Лучи веселые играли
В веселых тучках золотых.
Гостей безвыходных своих
В тюрьме уж чаем оделяли
И часовых переменяли —
Синемундирных часовых.
Но я к дверям, всегда закрытым,
К решетке прочной на окне
Привык немного, — и уж мне
Не было жаль давно пролитых,
Давно сокрытых и забытых,
Моих кровавых тяжких слез.
А их немало пролилось
В пески полей, сохой не взрытых.
Хоть рута, хоть бы что взошло!
И вспомнил я свое село, —
Кого-то в нем я там покинул?
В могиле мать, отец загинул…
И горе в сердце низошло:
Кто вспомнит, в ком найду я брата?
Смотрю, — к тебе, чтоб повидать,
Земли черней, мой друже, мать
Идет, с креста как будто снята.
Господь, тебя я восхвалю!
За то спою свой гимн суровый,
Что я ни с кем не разделю
Мою тюрьму, мои оковы.
Это стихотворение Шевченко смог вручить матери Костомарова в Саратове только десять лет спустя, возвращаясь из ссылки.
На вопрос шефа жандармов Орлова:
— Какими случаями вы были доведены до такой наглости, что писали самые дерзкие стихи против государя императора?
Шевченко ответил:
— Возвратясь в Малороссию, я увидел нищету и ужасное угнетение крестьян помещиками, посессорами и шляхтичами. И все это делалось и делается именем государя и правительства…
Следствие закончилось быстро. Результаты его были неожиданные.
Шеф жандармов Орлов доложил Николаю, что дело Кирилло-Мефодиевского братства раздуто из-за желания многих подчиненных выслужиться. Приговоры последовали мягкие для тогдашнего режима. Правительство знало цену разговорам пылких юношей о единстве славян и моральном перевоспитании крепостников. Только Костомаров получил год тюрьмы. Почти все обвиняемые были освобождены.

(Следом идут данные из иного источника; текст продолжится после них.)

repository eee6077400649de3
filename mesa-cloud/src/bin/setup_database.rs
//! Database provisioning CLI
//!
//! Creates the database when missing, applies migrations, runs the seed
//! files and (when `SUPERADMIN_EMAIL` / `SUPERADMIN_PASSWORD` are set)
//! creates the platform superadmin.

use std::path::PathBuf;

use anyhow::{Context, anyhow};
use clap::Parser;
use mesa_cloud::Config;
use mesa_cloud::db::setup;
use mesa_cloud::logger::init_logger;
use sqlx::postgres::PgPoolOptions;

const DEFAULT_SEEDS_DIR: &str = concat!(env!("CARGO_MANIFEST_DIR"), "/seeds");

#[derive(Debug, Parser)]
#[command(name = "setup-database", about = "Create, migrate and seed the mesa database")]
struct Cli {
    /// Environment to configure (development | test | production)
    #[arg(long = "env")]
    environment: Option<String>,

    /// Only apply migrations
    #[arg(long, conflicts_with = "seed_only")]
    migrations_only: bool,

    /// Only run seed files
    #[arg(long)]
    seed_only: bool,

    /// Directory holding `NNN_*.sql` seed files
    #[arg(long, default_value = DEFAULT_SEEDS_DIR)]
    seeds_dir: PathBuf,
}

#[tokio::main]
async fn main() -> anyhow::Result<()> {
    let _ = dotenvy::dotenv();
    let cli = Cli::parse();

    let environment = cli.environment.clone();
    let config = Config::from_lookup(|name| match (name, &environment) {
        ("ENVIRONMENT", Some(env)) => Some(env.clone()),
        _ => std::env::var(name).ok(),
    })
    .map_err(|e| anyhow!(e))
    .context("invalid configuration")?;
    init_logger(config.log_json);

    tracing::info!(environment = %config.environment, "Setting up database");

    setup::ensure_database(&config.database_url)
        .await
        .map_err(|e| anyhow!(e))
        .context("could not create database")?;

    let pool = PgPoolOptions::new()
        .max_connections(2)
        .connect(&config.database_url)
        .await
        .context("could not connect to database")?;

    if !cli.seed_only {
        setup::run_migrations(&pool)
            .await
            .map_err(|e| anyhow!(e))
            .context("migrations failed")?;
    }

    if !cli.migrations_only {
        let applied = setup::run_seeds(&pool, &cli.seeds_dir)
            .await
            .map_err(|e| anyhow!(e))
            .with_context(|| format!("seeding from {} failed", cli.seeds_dir.display()))?;
        tracing::info!(files = applied, "Seeds applied");

        let email = std::env::var("SUPERADMIN_EMAIL").ok();
        let password = std::env::var("SUPERADMIN_PASSWORD").ok();
        if let (Some(email), Some(password)) = (email, password) {
            let created = setup::ensure_superadmin(&pool, &email, &password)
                .await
                .map_err(|e| anyhow!(e))
                .context("superadmin creation failed")?;
            if created {
                tracing::info!(email = %email, "Superadmin created");
            } else {
                tracing::info!(email = %email, "Superadmin already exists");
            }
        }
    }

    pool.close().await;
    tracing::info!("Database setup complete");
    Ok(())
}
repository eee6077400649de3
/// Current UTC timestamp in milliseconds
pub fn now_millis() -> i64 {
    chrono::Utc::now().timestamp_millis()
}
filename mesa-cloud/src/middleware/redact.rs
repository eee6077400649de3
//! Internal error detail
//!
//! `internal_error` attaches `details.debug` to 500s. Outside development the
//! field is stripped here before the body leaves the process.

use axum::body::Body;
use axum::extract::{Request, State};
use axum::middleware::Next;
use axum::response::Response;
use serde_json::Value;
use shared::error::AppError;

use super::version::is_json_response;
use crate::state::AppState;

/// Drop `details.debug` from a JSON error body; `details` goes too once empty
pub fn strip_debug(body: &mut Value) -> bool {
    let Some(details) = body.get_mut("details").and_then(Value::as_object_mut) else {
        return false;
    };
    if details.remove("debug").is_none() {
        return false;
    }
    if details.is_empty()
        && let Some(map) = body.as_object_mut()
    {
        map.remove("details");
    }
    true
}

/// Error detail middleware (global, innermost)
pub async fn redact_error_detail(
    State(state): State<AppState>,
    req: Request,
    next: Next,
) -> Result<Response, AppError> {
    let response = next.run(req).await;
    if state.config.environment.is_development()
        || !response.status().is_server_error()
        || !is_json_response(&response)
    {
        return Ok(response);
    }

    let (mut parts, body) = response.into_parts();
    let bytes = axum::body::to_bytes(body, usize::MAX)
        .await
        .map_err(|e| AppError::internal(format!("Failed to read response body: {e}")))?;

    let Ok(mut value) = serde_json::from_slice::<Value>(&bytes) else {
        return Ok(Response::from_parts(parts, Body::from(bytes)));
    };
    if !strip_debug(&mut value) {
        return Ok(Response::from_parts(parts, Body::from(bytes)));
    }

    let encoded = serde_json::to_vec(&value)
        .map_err(|e| AppError::internal(format!("Failed to encode response body: {e}")))?;
    parts.headers.remove(http::header::CONTENT_LENGTH);
    Ok(Response::from_parts(parts, Body::from(encoded)))
}

#[cfg(test)]
mod tests {
    use super::*;
    use serde_json::json;

    #[test]
    fn test_strip_debug() {
        let mut body = json!({ "code": 9001, "message": "Internal error", "details": { "debug": "boom" } });
        assert!(strip_debug(&mut body));
        assert_eq!(body, json!({ "code": 9001, "message": "Internal error" }));

        let mut body = json!({ "code": 9001, "details": { "debug": "boom", "field": "x" } });
        assert!(strip_debug(&mut body));
        assert_eq!(body["details"], json!({ "field": "x" }));

        let mut body = json!({ "code": 9001, "message": "Internal error" });
        assert!(!strip_debug(&mut body));
    }
}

Что касается Шевченко, то дело приобрело серьезный оборот. В его свертке были найдены стихи, вызвавшие гнев царя, когда он их лично прочел. Разве мог простить царь холопскому поэту его дерзкие стихи, высмеивающие царский двор и их императорскую особу вместе с императрицей?
Гляжу: дома стоят рядами,
кресты сверкают над церквами,
по площадям, как журавли,
солдаты на муштру пошли…
Господа пузаты,
церкви да палаты
и ни одной мужицкой хаты!
Смеркалося… Огнем, огнем
кругом запылало —
тут я струхнул… «Ура! ура!» —
толпа закричала.
«Цыц вы, дурни! Образумьтесь!
Чему сдуру рады,
что горите?» — «Экой хохол!
Не знает парада!
У нас парад! Сам изволит
делать смотр солдатам!»
«Где ж найти мне эту цацу?»
«Иди к тем палатам»…
Вошел в палаты.
Царь ты мой небесный,
вот где рай-то! Блюдолизы
золотом обшиты!
Сам по залам выступает,
высокий, сердитый.
Прохаживается важно
с тощей, тонконогой,
словно высохший опенок,
царицей убогой,
а к тому ж она, бедняжка,
трясет головою.
Это ты и есть богиня?
Горюшко с тобою!
Не видал тебя ни разу
и попал впросак я, —
тупорылому поверил
твоему писаке!
Как дурак, бумаге верил
и лакейским перьям
виршеплетов. Вот теперь их
и читай, и верь им!
За богами — бары, бары
выступают гордо.
Все, как свиньи, толстопузы
и все толстоморды!
Норовят, пыхтя, потея,
стать к самим поближе:
может быть, получат в морду,
может быть, оближут
царский кукиш!
Хоть — вот столько!
Хоть полфиги! Лишь бы только
под самое рыло.
В ряд построились вельможи,
в зале все застыло,
смолкло… Только царь бормочет,
а чудо-царица
голенастой, тощей цаплей
прыгает, бодрится.
Долго так они ходили,
как сычи надуты,
что-то тихо говорили,
слышалось: как будто
об отечестве, о новых
кантах и петлицах,
о муштре и маршировке.
А потом царица
отошла и села в кресло.
К главному вельможе
царь подходит да как треснет
кулачищем в рожу.
Облизнулся тут бедняга
да — младшего в брюхо!
Только звон пошел. А этот
как заедет в ухо
меньшему, а тот утюжит
тех, что чином хуже,
а те — мелюзгу, а мелочь —
в двери! И снаружи
как кинется по улицам
и — ну колошматить
недобитых православных!
А те благим матом
заорали да как рявкнут:
«Гуляй, царь-батюшка, гуляй!
Ура!.. Ура!.. Ура-а-а!»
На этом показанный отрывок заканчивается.